Amazon Stuns With Last-Minute Bid to Buy TikTok as Deadline Looms

Amazon Stuns With Last-Minute Bid to Buy TikTok as Deadline Looms

Amazon throwing its hat in the ring to buy TikTok, the wildly popular video app facing a U.S. ban if it doesn’t find an American owner by Saturday, April 5. Amazon’s made a late play to snap up all of TikTok, not just parts, according to insiders reported by The New York Times. It’s a curveball in a high-stakes game that’s got President Donald Trump, 170 million U.S. users, and global markets on edge, just days before the clock runs out. But not everyone’s buying it—some call it a long shot that’s more noise than deal.

The bid came out of nowhere, detailed in a letter to Vice President JD Vance and Commerce Secretary Howard Lutnick. Amazon’s been cozying up to TikTok since August 2024, when they rolled out a deal letting TikTok users shop Amazon products right in the app—think linking your accounts for quick buys with real-time prices and Prime shipping. Now, Amazon’s going all-in, aiming to own the platform that’s reshaped how millions shop, scroll, and share. “It’s a power move,” one source told “Amazon sees TikTok’s 170 million U.S. users as a goldmine.”

This isn’t just about videos of dances or lip-syncs. TikTok’s become a shopping juggernaut—its TikTok Shop raked in $32 million a day in 2024, with 47 million U.S. buyers snapping up cheap clothes, gadgets, and beauty stuff. Amazon’s already the king of online retail, but TikTok’s “shoppertainment”—where influencers sell straight to fans—threatens that crown. BYD’s beating Tesla in EVs, Temu’s undercutting on price, and now TikTok’s blending social media with impulse buys. “Amazon’s waking up,” said Roee Zelcer, ex-TikTok sales head, to Forbes. “They can’t let this slip.”

The timing’s tight. Last year, Congress passed a law forcing TikTok’s Chinese owner, ByteDance, to sell or face a ban over security fears—data on Americans could go to Beijing, lawmakers say. January 19 was the original deadline, but Trump, sworn in January 20, pushed it to April 5 after the Supreme Court upheld the law. Trump’s flipped from his 2020 ban push—now he’s TikTok’s “savior,” meeting with aides to weigh options, says Yahoo Finance. Other bidders? Oracle and Blackstone are in talks for a U.S.-led deal diluting Chinese stakes below 20%, while YouTuber MrBeast and payroll founder Jesse Tinsley have tossed in offers too, the Daily Mail.
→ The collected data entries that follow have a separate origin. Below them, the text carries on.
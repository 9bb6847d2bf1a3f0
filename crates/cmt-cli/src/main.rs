#![forbid(unsafe_code)]
//! `cache_check`: validate cache metadata on a device or file.

use anyhow::{Context, Result};
use clap::Parser;
use cmt_cache::{
    check_device, CheckOptions, CheckReport, Damage, DamageVisitor, PathClassification,
};
use serde::Serialize;
use std::path::PathBuf;
use std::process::ExitCode;
use tracing_subscriber::EnvFilter;

#[derive(Parser)]
#[command(
    name = "cache_check",
    version,
    about = "Validates cache metadata on a device or file"
)]
struct Cli {
    /// Path to the cache metadata device or file.
    device: PathBuf,

    /// Suppress output messages; the exit code still reports the verdict.
    #[arg(short, long)]
    quiet: bool,

    /// Only check the superblock.
    #[arg(long)]
    super_block_only: bool,

    /// Don't check the mapping array.
    #[arg(long)]
    skip_mappings: bool,

    /// Don't check the hint array.
    #[arg(long)]
    skip_hints: bool,

    /// Don't check the discard bitset.
    #[arg(long)]
    skip_discards: bool,

    /// Clear the needs-check flag if the check succeeds.
    #[arg(long = "clear-needs-check-flag")]
    clear_needs_check: bool,

    /// Emit the findings as JSON on stdout.
    #[arg(long)]
    json: bool,
}

fn options_from(cli: &Cli) -> CheckOptions {
    CheckOptions {
        check_mappings: !(cli.skip_mappings || cli.super_block_only),
        check_hints: !(cli.skip_hints || cli.super_block_only),
        check_discards: !(cli.skip_discards || cli.super_block_only),
        skip_nonfatal: false,
        quiet: cli.quiet,
        clear_needs_check_on_success: cli.clear_needs_check,
    }
}

/// Prints damage as it arrives and keeps it for the JSON summary.
struct Reporter {
    quiet: bool,
    json: bool,
    findings: Vec<Damage>,
}

impl Reporter {
    fn new(quiet: bool, json: bool) -> Self {
        Self {
            quiet,
            json,
            findings: Vec::new(),
        }
    }
}

impl DamageVisitor for Reporter {
    fn visit(&mut self, damage: Damage) {
        if !self.quiet && !self.json {
            eprintln!("{damage}");
        }
        self.findings.push(damage);
    }
}

#[derive(Serialize)]
struct JsonOutput<'a> {
    report: &'a CheckReport,
    damage: &'a [Damage],
}

fn main() -> ExitCode {
    let cli = Cli::parse();
    tracing_subscriber::fmt()
        .with_env_filter(EnvFilter::from_default_env())
        .with_writer(std::io::stderr)
        .init();

    match run(&cli) {
        Ok(success) => {
            if success {
                ExitCode::SUCCESS
            } else {
                ExitCode::FAILURE
            }
        }
        Err(error) => {
            if !cli.quiet {
                eprintln!("error: {error:#}");
            }
            ExitCode::FAILURE
        }
    }
}

fn run(cli: &Cli) -> Result<bool> {
    let opts = options_from(cli);
    let mut reporter = Reporter::new(cli.quiet, cli.json);
    let report = check_device(&cli.device, &opts, &mut reporter)
        .with_context(|| format!("failed to check {}", cli.device.display()))?;

    if !cli.quiet {
        match report.classification {
            PathClassification::LooksLikeXml => eprintln!(
                "This looks like XML. cache_check only checks the binary metadata format."
            ),
            PathClassification::TooSmall => {
                eprintln!("Metadata device or file is too small. Is this binary cache metadata?");
            }
            PathClassification::Metadata => {}
        }
    }

    if cli.json {
        let output = JsonOutput {
            report: &report,
            damage: &reporter.findings,
        };
        println!(
            "{}",
            serde_json::to_string_pretty(&output).context("serialize findings")?
        );
    }

    Ok(report.success(opts.skip_nonfatal))
}

#[cfg(test)]
mod tests {
    use super::*;
    use clap::CommandFactory;

    #[test]
    fn cli_definition_is_consistent() {
        Cli::command().debug_assert();
    }

    #[test]
    fn super_block_only_disables_every_walk() {
        let cli = Cli::parse_from(["cache_check", "--super-block-only", "md"]);
        let opts = options_from(&cli);
        assert!(!opts.check_mappings);
        assert!(!opts.check_hints);
        assert!(!opts.check_discards);
    }

    #[test]
    fn skip_flags_map_one_to_one() {
        let cli = Cli::parse_from(["cache_check", "--skip-hints", "--skip-discards", "md"]);
        let opts = options_from(&cli);
        assert!(opts.check_mappings);
        assert!(!opts.check_hints);
        assert!(!opts.check_discards);
    }

    #[test]
    fn clear_flag_and_quiet_are_carried() {
        let cli = Cli::parse_from(["cache_check", "-q", "--clear-needs-check-flag", "md"]);
        let opts = options_from(&cli);
        assert!(opts.quiet);
        assert!(opts.clear_needs_check_on_success);
    }
}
Amazon’s bid’s got skeptics, though. “Nobody’s taking it seriously yet,” a source told The New York Times. Administration officials see it as a Hail Mary—ByteDance says TikTok’s not for sale, and China could block any deal. Amazon stock jumped 1.3% after the news, but it’s down 8% since Trump’s tariff talk. The e-commerce giant’s got cash—$60 billion in reserves—but TikTok’s valuation floats around $100 billion-plus, a hefty lift even for Jeff Bezos’s crew. “It’s a stretch,” an insider said. “Amazon’s fishing.”

Their ties run deep already. TikTok’s “For You” feed now pumps out Amazon ads—users sync accounts once, then buy without leaving, a setup Pinterest joined too. Amazon’s influencers push products there, racking commissions, and its cloud tech has powered TikTok’s U.S. ops. Last year’s flop—Amazon Inspire, a TikTok clone axed in 2025—showed they couldn’t beat TikTok at its own game. Buying it? That’s a shortcut to owning social commerce, not just playing in it. “It’s not just small fries mad about a ban now—it’s Amazon too,” Zelcer told Forbes.

What’s in it for Amazon? TikTok’s young crowd—Gen Z and Millennials who’d rather watch than search—could flood Amazon’s sales. Its algorithm, feeding users what they love, could pair with Amazon’s logistics to crush rivals like Temu or Shein. But risks loom—privacy hawks might howl louder about Amazon hoarding TikTok’s user data, and sellers worry tracking sales from TikTok to Amazon’s still shaky. “It’s a gamble,” said Jason Goldberg of Publicis Groupe to CNBC. “Convenience might not trump trust.”

TikTok’s staying mum—no comment. ByteDance’s dug in, saying China won’t let go, and Trump’s Oval Office huddle might lean toward the Oracle plan instead. Amazon declined to talk too, leaving this bid a wild card. If it flops, their in-app shopping tie keeps rolling—users bought $500 million via TikTok Shop in Q1 2025, some funneled to Amazon. But if it lands? It’s a game-changer—e-commerce and social media under one roof, with Trump’s blessing or not.